Twelfth Night, c’est un peu le groupe que tu sors quand tu veux faire genre “chuis un vrai prog-head, je connais des groupes vraiment obscurs”. Fact and Fiction – The Definitive Edition est un triple album qui témoigne de l’impact de cette formation britannique qui, avec Marillion, Pendragon et IQ, a été à l’origine du néo-prog des années 1980.
Je vous avoue volontiers une tendresse particulière pour ce groupe, qui est un des premiers que j’ai découvert via Live and Let Live, acheté lors de mon premier voyage à Londres vers 1985. J’y ai découvert une musique certes un peu brouillonne, bien moins léchée que celle de Marillion ou de Pendragon, mais vibrante d’énergie et de rage.
Oui, de rage.
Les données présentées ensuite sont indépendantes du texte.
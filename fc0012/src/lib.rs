use std::{io, marker::PhantomData};
use thiserror::Error;
use tracing::trace;

use registers::*;

pub mod config;
pub mod dump;
pub mod hal;
pub mod linux;
pub mod registers;
pub mod tuner;

#[cfg(test)]
mod mock;

pub use tuner::Tuner;

#[derive(Error, Debug)]
pub enum Error {
    #[error("I2C communication failed")]
    Io(#[from] io::Error),
    #[error("Invalid value 0x{value:02X} returned from register 0x{addr:02X}")]
    Decode { addr: u8, value: u8 },
    #[error("Unexpected chip id 0x{0:02X}, not an FC0012")]
    ChipId(u8),
    #[error("Invalid input: {0}")]
    InvalidInput(&'static str),
}

pub type Result<T> = std::result::Result<T, Error>;

/// 7-bit bus address, 0xC6 in 8-bit notation
pub const I2C_ADDR: u8 = 0x63;

/// Byte wide register channel to the tuner, bound to its I2C address.
///
/// Every call blocks until the bus transaction finishes. Nothing is retried.
pub trait Transport {
    fn write(&mut self, addr: u8, value: u8) -> io::Result<()>;
    fn read(&mut self, addr: u8) -> io::Result<u8>;
}

impl<T: Transport + ?Sized> Transport for &mut T {
    fn write(&mut self, addr: u8, value: u8) -> io::Result<()> {
        (**self).write(addr, value)
    }
    fn read(&mut self, addr: u8) -> io::Result<u8> {
        (**self).read(addr)
    }
}

pub trait IO {
    type Bus: Transport;
    fn bus(&mut self) -> &mut Self::Bus;
    fn addr(&self) -> u8;
}

pub trait RX: IO {
    type Value: TryFrom<Reg8>;
    fn read(&mut self) -> Result<Self::Value> {
        let addr = self.addr();
        let value = self.bus().read(addr)?;
        trace!("R{:02X} -> {:02X}", addr, value);
        Reg8(value)
            .try_into()
            .map_err(|_| Error::Decode { addr, value })
    }
}

pub trait TX: IO {
    type Value: Into<Reg8>;
    fn write(&mut self, value: Self::Value) -> Result<()> {
        let addr = self.addr();
        let Reg8(value) = value.into();
        trace!("R{:02X} <- {:02X}", addr, value);
        self.bus().write(addr, value)?;
        Ok(())
    }
}

pub struct ReadWrite<'a, B, V: TryFrom<Reg8> + Into<Reg8>> {
    data: PhantomData<V>,
    bus: &'a mut B,
    addr: u8,
}

impl<B: Transport, V: TryFrom<Reg8> + Into<Reg8>> IO for ReadWrite<'_, B, V> {
    type Bus = B;
    fn bus(&mut self) -> &mut B {
        &mut *self.bus
    }
    fn addr(&self) -> u8 {
        self.addr
    }
}

impl<B: Transport, V: TryFrom<Reg8> + Into<Reg8>> RX for ReadWrite<'_, B, V> {
    type Value = V;
}

impl<B: Transport, V: TryFrom<Reg8> + Into<Reg8>> TX for ReadWrite<'_, B, V> {
    type Value = V;
}

pub struct ReadOnly<'a, B, V: TryFrom<Reg8>> {
    data: PhantomData<V>,
    bus: &'a mut B,
    addr: u8,
}

impl<B: Transport, V: TryFrom<Reg8>> IO for ReadOnly<'_, B, V> {
    type Bus = B;
    fn bus(&mut self) -> &mut B {
        &mut *self.bus
    }
    fn addr(&self) -> u8 {
        self.addr
    }
}

impl<B: Transport, V: TryFrom<Reg8>> RX for ReadOnly<'_, B, V> {
    type Value = V;
}

pub struct WriteOnly<'a, B, V: Into<Reg8>> {
    data: PhantomData<V>,
    bus: &'a mut B,
    addr: u8,
}

impl<B: Transport, V: Into<Reg8>> IO for WriteOnly<'_, B, V> {
    type Bus = B;
    fn bus(&mut self) -> &mut B {
        &mut *self.bus
    }
    fn addr(&self) -> u8 {
        self.addr
    }
}

impl<B: Transport, V: Into<Reg8>> TX for WriteOnly<'_, B, V> {
    type Value = V;
}

// Name: Type [Addr, Access],
macro_rules! registers {
    (
        $vis:vis struct $name:ident {
            $($reg:ident: $T:ty [ $addr:literal, $access:ident ],)*
        }
    ) => {

        $vis struct $name<B> {
            bus: B,
        }

        #[allow(non_snake_case)]
        impl<B: Transport> $name<B> {
            $(
                pub fn $reg(&mut self) -> $access<'_, B, $T> {
                    $access {
                        data: PhantomData,
                        bus: &mut self.bus,
                        addr: $addr,
                    }
                }
            )*
        }
    }
}

/* Register map as documented for the rtl-sdr FC0012 driver. Addresses
 * missing here are only touched by the init table. */
registers! {
    pub struct Registers {
        CHIP_ID:       u8          [0x00, ReadOnly ], // Chip ID, always 0xA1
        RF_A:          u8          [0x01, ReadWrite], // Count-to-9 cycles in RF divider
        RF_M:          u8          [0x02, ReadWrite], // Total cycles (to-8 and to-9) in RF divider
        RF_K_HIGH:     u8          [0x03, ReadWrite], // Fractional divider, high byte
        RF_K_LOW:      u8          [0x04, ReadWrite], // Fractional divider, low byte
        RF_OUTDIV_A:   u8          [0x05, ReadWrite], // RF output divider
        VCO_CTRL:      VcoCtrl     [0x06, ReadWrite], // VCO range, bandwidth, output divider B
        XTAL_SPEED:    XtalSpeed   [0x07, ReadWrite], // Crystal speed select
        AGC_PARAMS:    u8          [0x08, ReadWrite], // AGC clock, gain and loop bandwidth
        RSSI_CAL:      u8          [0x09, ReadWrite], // RSSI calibration, loop through
        AGC_MODE:      AgcMode     [0x0C, ReadWrite], // AGC on/off
        FORCE:         u8          [0x0D, ReadWrite], // LNA/AGC forcing
        VCO_CALIB_CMD: VcoCalibCmd [0x0E, WriteOnly], // VCO calibration trigger
        VCO_CALIB:     VcoCalib    [0x0E, ReadOnly ], // VCO control voltage
        SEC_GAIN:      u8          [0x12, ReadWrite], // Secondary gain, 0x00-0x1F
        LNA_GAIN:      LnaGain     [0x13, ReadWrite], // Low noise amplifier gain
        LNA_COMPS:     u8          [0x15, ReadWrite], // LNA compensation
    }
}

impl<B: Transport> Registers<B> {
    pub fn new(bus: B) -> Self {
        Registers { bus }
    }

    /// Write by address, for register tables that are not typed.
    pub fn write_raw(&mut self, addr: u8, value: u8) -> Result<()> {
        trace!("R{:02X} <- {:02X}", addr, value);
        self.bus.write(addr, value)?;
        Ok(())
    }

    pub fn read_raw(&mut self, addr: u8) -> Result<u8> {
        let value = self.bus.read(addr)?;
        trace!("R{:02X} -> {:02X}", addr, value);
        Ok(value)
    }

    pub fn into_inner(self) -> B {
        self.bus
    }
}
Ce n’est pas courant dans le prog, mais Twelfth Night est un groupe qui naît à la fin des années 1970 des cendres d’un groupe punk. Ça se sent.
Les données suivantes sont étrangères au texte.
use crate::config::Bandwidth;
use crate::*;
use std::fmt;

/// Number of registers covered by a dump, 0x00 through 0x15
pub const DUMP_LEN: usize = 0x16;

/// Raw snapshot of the register file with decoders for the known fields.
#[derive(Clone, Copy, Debug, PartialEq, Eq)]
pub struct RegisterDump {
    pub regs: [u8; DUMP_LEN],
}

impl RegisterDump {
    pub fn read<B: Transport>(radio: &mut Registers<B>) -> Result<Self> {
        let mut regs = [0; DUMP_LEN];
        for (addr, reg) in (0u8..).zip(regs.iter_mut()) {
            *reg = radio.read_raw(addr)?;
        }
        Ok(Self { regs })
    }

    #[must_use]
    pub fn chip_id(&self) -> u8 {
        self.regs[0x00]
    }

    fn vco(&self) -> VcoCtrl {
        VcoCtrl::from_bits_retain(self.regs[0x06])
    }

    #[must_use]
    pub fn lna_powered_down(&self) -> bool {
        self.vco().contains(VcoCtrl::LNA_POWER_DOWN)
    }

    #[must_use]
    pub fn vco_high(&self) -> bool {
        self.vco().contains(VcoCtrl::VCO_HIGH)
    }

    /// 0x80 wins over 0x40, the same way the bits are written
    #[must_use]
    pub fn bandwidth(&self) -> Bandwidth {
        let vco = self.vco();
        if vco.contains(VcoCtrl::BW_6MHZ) {
            Bandwidth::Mhz6
        } else if vco.contains(VcoCtrl::BW_7MHZ) {
            Bandwidth::Mhz7
        } else {
            Bandwidth::Mhz8
        }
    }

    #[must_use]
    pub fn xtal(&self) -> XtalSpeed {
        if self.regs[0x07] & u8::from(XtalSpeed::Mhz28_8) != 0 {
            XtalSpeed::Mhz28_8
        } else {
            XtalSpeed::Mhz36
        }
    }

    #[must_use]
    pub fn rssi_calibrating(&self) -> bool {
        self.regs[0x09] & 0x10 != 0
    }

    #[must_use]
    pub fn lna_forced(&self) -> bool {
        self.regs[0x0D] & 0x01 != 0
    }

    /// `None` for codes outside the gain table
    #[must_use]
    pub fn lna_gain(&self) -> Option<LnaGain> {
        LnaGain::try_from(self.regs[0x13]).ok()
    }
}

fn yes_no(b: bool) -> &'static str {
    if b {
        "yes"
    } else {
        "no"
    }
}

impl fmt::Display for RegisterDump {
    fn fmt(&self, f: &mut fmt::Formatter<'_>) -> fmt::Result {
        for (row, chunk) in self.regs.chunks(8).enumerate() {
            write!(f, "{:02X}:", row * 8)?;
            for b in chunk {
                write!(f, " {b:02X}")?;
            }
            writeln!(f)?;
        }
        writeln!(f, "chip id:        0x{:02X}", self.chip_id())?;
        writeln!(f, "LNA power down: {}", yes_no(self.lna_powered_down()))?;
        writeln!(f, "VCO band:       {}", if self.vco_high() { "high" } else { "low" })?;
        writeln!(f, "bandwidth:      {:?}", self.bandwidth())?;
        writeln!(f, "crystal:        {:?}", self.xtal())?;
        writeln!(f, "RSSI calibrate: {}", yes_no(self.rssi_calibrating()))?;
        writeln!(f, "LNA forced:     {}", yes_no(self.lna_forced()))?;
        match self.lna_gain() {
            Some(gain) => writeln!(f, "LNA gain:       {gain:?}"),
            None => writeln!(f, "LNA gain:       unknown 0x{:02X}", self.regs[0x13]),
        }
    }
}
Il faut dire aussi qu’à cette époque, en Grande-Bretagne, c’est l’avènement du thatcherisme avec son cortège de licenciements, de grèves et de manifestations violemment réprimées, le démantèlement de l’état social britannique – sans compter une situation internationale sur laquelle plane la menace d’un échange nucléaire.
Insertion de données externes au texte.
use crate::config::*;
use tracing::debug;

/// Control voltage above which the high band VCO is at its low frequency edge
pub const HIGH_BAND_LIMIT: u8 = 0x3C;
/// Control voltage below which the low band VCO is at its high frequency edge
pub const LOW_BAND_LIMIT: u8 = 0x02;

#[derive(Copy, Clone, Debug, PartialEq, Eq)]
pub enum VcoBand {
    Low,
    High,
}

impl From<VcoCtrl> for VcoBand {
    fn from(v: VcoCtrl) -> Self {
        if v.contains(VcoCtrl::VCO_HIGH) {
            Self::High
        } else {
            Self::Low
        }
    }
}

/// Outcome of a tune. `voltage` is the reading that decided the band, it is
/// not read again after a correction.
#[derive(Copy, Clone, Debug, PartialEq, Eq)]
pub struct Calibration {
    pub voltage: u8,
    pub band: VcoBand,
    pub corrected: bool,
}

/// Register 0x06 value for the other band if `voltage` says the VCO is at
/// the edge of the current one.
#[must_use]
pub fn correction(vco: VcoCtrl, voltage: u8) -> Option<VcoCtrl> {
    match VcoBand::from(vco) {
        VcoBand::High if voltage > HIGH_BAND_LIMIT => Some(vco.difference(VcoCtrl::VCO_HIGH)),
        VcoBand::Low if voltage < LOW_BAND_LIMIT => Some(vco.union(VcoCtrl::VCO_HIGH)),
        _ => None,
    }
}

/// Band correction runs at most once, there is no edge back from Corrected.
enum Step {
    Initial(VcoCtrl),
    Corrected { vco: VcoCtrl, voltage: u8 },
    Done(Calibration),
}

fn pulse<B: Transport>(radio: &mut Registers<B>) -> Result<()> {
    radio.VCO_CALIB_CMD().write(VcoCalibCmd::START)?;
    radio.VCO_CALIB_CMD().write(VcoCalibCmd::CLEAR)?;
    Ok(())
}

impl Step {
    fn next<B: Transport>(self, radio: &mut Registers<B>) -> Result<Self> {
        Ok(match self {
            Step::Initial(vco) => {
                pulse(radio)?;
                radio.VCO_CALIB_CMD().write(VcoCalibCmd::CLEAR)?;
                let VcoCalib { voltage } = radio.VCO_CALIB().read()?;
                match correction(vco, voltage) {
                    Some(corrected) => {
                        debug!(
                            voltage,
                            "VCO at the edge of the {:?} band, switching to {:?}",
                            VcoBand::from(vco),
                            VcoBand::from(corrected)
                        );
                        radio.VCO_CTRL().write(corrected)?;
                        pulse(radio)?;
                        Step::Corrected {
                            vco: corrected,
                            voltage,
                        }
                    }
                    None => Step::Done(Calibration {
                        voltage,
                        band: vco.into(),
                        corrected: false,
                    }),
                }
            }
            Step::Corrected { vco, voltage } => Step::Done(Calibration {
                voltage,
                band: vco.into(),
                corrected: true,
            }),
            done @ Step::Done(_) => done,
        })
    }
}

/// Pulse the VCO self calibration and move to the other band once if the
/// control voltage reads at the limit. A second marginal reading is accepted.
pub fn calibrate<B: Transport>(radio: &mut Registers<B>, vco: VcoCtrl) -> Result<Calibration> {
    let mut step = Step::Initial(vco);
    loop {
        step = step.next(radio)?;
        if let Step::Done(calibration) = step {
            debug!(?calibration, "VCO calibrated");
            return Ok(calibration);
        }
    }
}

impl SynthPlan {
    /// Write the dividers, then calibrate. Stops at the first failed
    /// transfer and leaves the chip as the last good write set it.
    pub fn write<B: Transport>(&self, radio: &mut Registers<B>) -> Result<Calibration> {
        radio.RF_A().write(self.divider_a)?;
        radio.RF_M().write(self.divider_m)?;
        radio.RF_K_HIGH().write(self.frac_high)?;
        radio.RF_K_LOW().write(self.frac_low)?;
        radio.RF_OUTDIV_A().write(self.output_divider)?;
        radio.VCO_CTRL().write(self.vco)?;
        calibrate(radio, self.vco)
    }
}

#[cfg(test)]
mod tests {
    use super::*;
    use crate::mock::{MockBus, Op};

    const CALIB: u8 = 0x0E;

    fn plan() -> SynthPlan {
        SynthPlan::new(&TuningRequest {
            freq: 100_000,
            bandwidth: Bandwidth::Mhz8,
            reference_clock: RTL2832_XTAL,
        })
        .unwrap()
    }

    fn pulses(bus: &MockBus) -> usize {
        bus.writes_to(CALIB).iter().filter(|v| **v == 0x80).count()
    }

    #[test]
    fn write_order() {
        let p = plan();
        let mut bus = MockBus::with_value(CALIB, 0x20);
        let cal = p.write(&mut Registers::new(&mut bus)).unwrap();

        let mut expected: Vec<Op> = p.registers().iter().map(|(a, v)| Op::Write(*a, *v)).collect();
        expected.extend([
            Op::Write(CALIB, 0x80),
            Op::Write(CALIB, 0x00),
            Op::Write(CALIB, 0x00),
            Op::Read(CALIB),
        ]);
        assert_eq!(bus.ops, expected);
        assert_eq!(
            cal,
            Calibration {
                voltage: 0x20,
                band: VcoBand::High,
                corrected: false
            }
        );
    }

    #[test]
    fn no_correction_at_limit() {
        for voltage in [0x00, 0x01, 0x3B, HIGH_BAND_LIMIT] {
            let mut bus = MockBus::with_value(CALIB, voltage);
            let cal = plan().write(&mut Registers::new(&mut bus)).unwrap();
            assert_eq!(pulses(&bus), 1);
            assert_eq!(bus.writes_to(0x06).len(), 1);
            assert!(!cal.corrected);
        }
    }

    #[test]
    fn high_band_at_low_edge() {
        let p = plan();
        let mut bus = MockBus::with_value(CALIB, 0x3D);
        let cal = p.write(&mut Registers::new(&mut bus)).unwrap();

        let vco_writes = bus.writes_to(0x06);
        assert_eq!(vco_writes, [p.vco.bits(), p.vco.difference(VcoCtrl::VCO_HIGH).bits()]);
        assert_eq!(pulses(&bus), 2);
        // the corrective pass does not read back
        assert_eq!(bus.ops.iter().filter(|op| **op == Op::Read(CALIB)).count(), 1);
        assert_eq!(
            bus.ops[bus.ops.len() - 3..],
            [
                Op::Write(0x06, p.vco.difference(VcoCtrl::VCO_HIGH).bits()),
                Op::Write(CALIB, 0x80),
                Op::Write(CALIB, 0x00),
            ]
        );
        assert_eq!(
            cal,
            Calibration {
                voltage: 0x3D,
                band: VcoBand::Low,
                corrected: true
            }
        );
    }

    #[test]
    fn voltage_masked_to_six_bits() {
        // 0xFD & 0x3F = 0x3D
        let mut bus = MockBus::with_value(CALIB, 0xFD);
        let cal = plan().write(&mut Registers::new(&mut bus)).unwrap();
        assert_eq!(cal.voltage, 0x3D);
        assert!(cal.corrected);

        // 0xC0 & 0x3F = 0
        let mut bus = MockBus::with_value(CALIB, 0xC0);
        let cal = plan().write(&mut Registers::new(&mut bus)).unwrap();
        assert_eq!(cal.voltage, 0);
        assert!(!cal.corrected);
    }

    #[test]
    fn low_band_at_high_edge() {
        let vco = VcoCtrl::OUTDIV_3;
        let mut bus = MockBus::with_value(CALIB, 0x01);
        let cal = calibrate(&mut Registers::new(&mut bus), vco).unwrap();
        assert_eq!(bus.writes_to(0x06), [(vco | VcoCtrl::VCO_HIGH).bits()]);
        assert_eq!(pulses(&bus), 2);
        assert_eq!(cal.band, VcoBand::High);
        assert!(cal.corrected);

        let mut bus = MockBus::with_value(CALIB, LOW_BAND_LIMIT);
        let cal = calibrate(&mut Registers::new(&mut bus), vco).unwrap();
        assert!(bus.writes_to(0x06).is_empty());
        assert_eq!(pulses(&bus), 1);
        assert_eq!(cal.band, VcoBand::Low);
        assert!(!cal.corrected);
    }

    #[test]
    fn correction_rules() {
        let high = VcoCtrl::VCO_HIGH | VcoCtrl::BW_6MHZ;
        assert_eq!(correction(high, 0x3C), None);
        assert_eq!(correction(high, 0x3D), Some(VcoCtrl::BW_6MHZ));
        assert_eq!(correction(VcoCtrl::BW_6MHZ, 0x02), None);
        assert_eq!(correction(VcoCtrl::BW_6MHZ, 0x01), Some(high));
    }

    #[test]
    fn failed_write_stops_sequence() {
        // 6 register writes, 3 calibration writes, plus a corrective rewrite
        // and pulse because 0x3F is past the limit
        for fail in 0..12 {
            let mut bus = MockBus::with_value(CALIB, 0x3F);
            bus.fail_write = Some(fail);
            let r = plan().write(&mut Registers::new(&mut bus));
            assert!(matches!(r, Err(Error::Io(_))), "write {fail}");
            assert_eq!(bus.writes().len(), fail);
        }
    }

    #[test]
    fn failed_read_stops_sequence() {
        let mut bus = MockBus {
            fail_read: true,
            ..Default::default()
        };
        let r = plan().write(&mut Registers::new(&mut bus));
        assert!(matches!(r, Err(Error::Io(_))));
        // nothing after the failed read
        assert_eq!(bus.writes().len(), 9);
        assert_eq!(bus.ops.len(), 9);
    }
}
Ces thèmes vont se retrouver dans ce premier album, dans les textes, mais aussi dans la musique. On y trouve aussi – et surtout – Geoff Mann, chanteur et frontman hors pair, qui deviendra plus tard pasteur anglican (d’où son surnom de “Rockin’ Rev”) avant de mourir d’un cancer à 36 ans. Chanteur emblématique du groupe, il n’a cependant enregistré que Fact and Fiction avec Twelfth Night – et Live and Let Live.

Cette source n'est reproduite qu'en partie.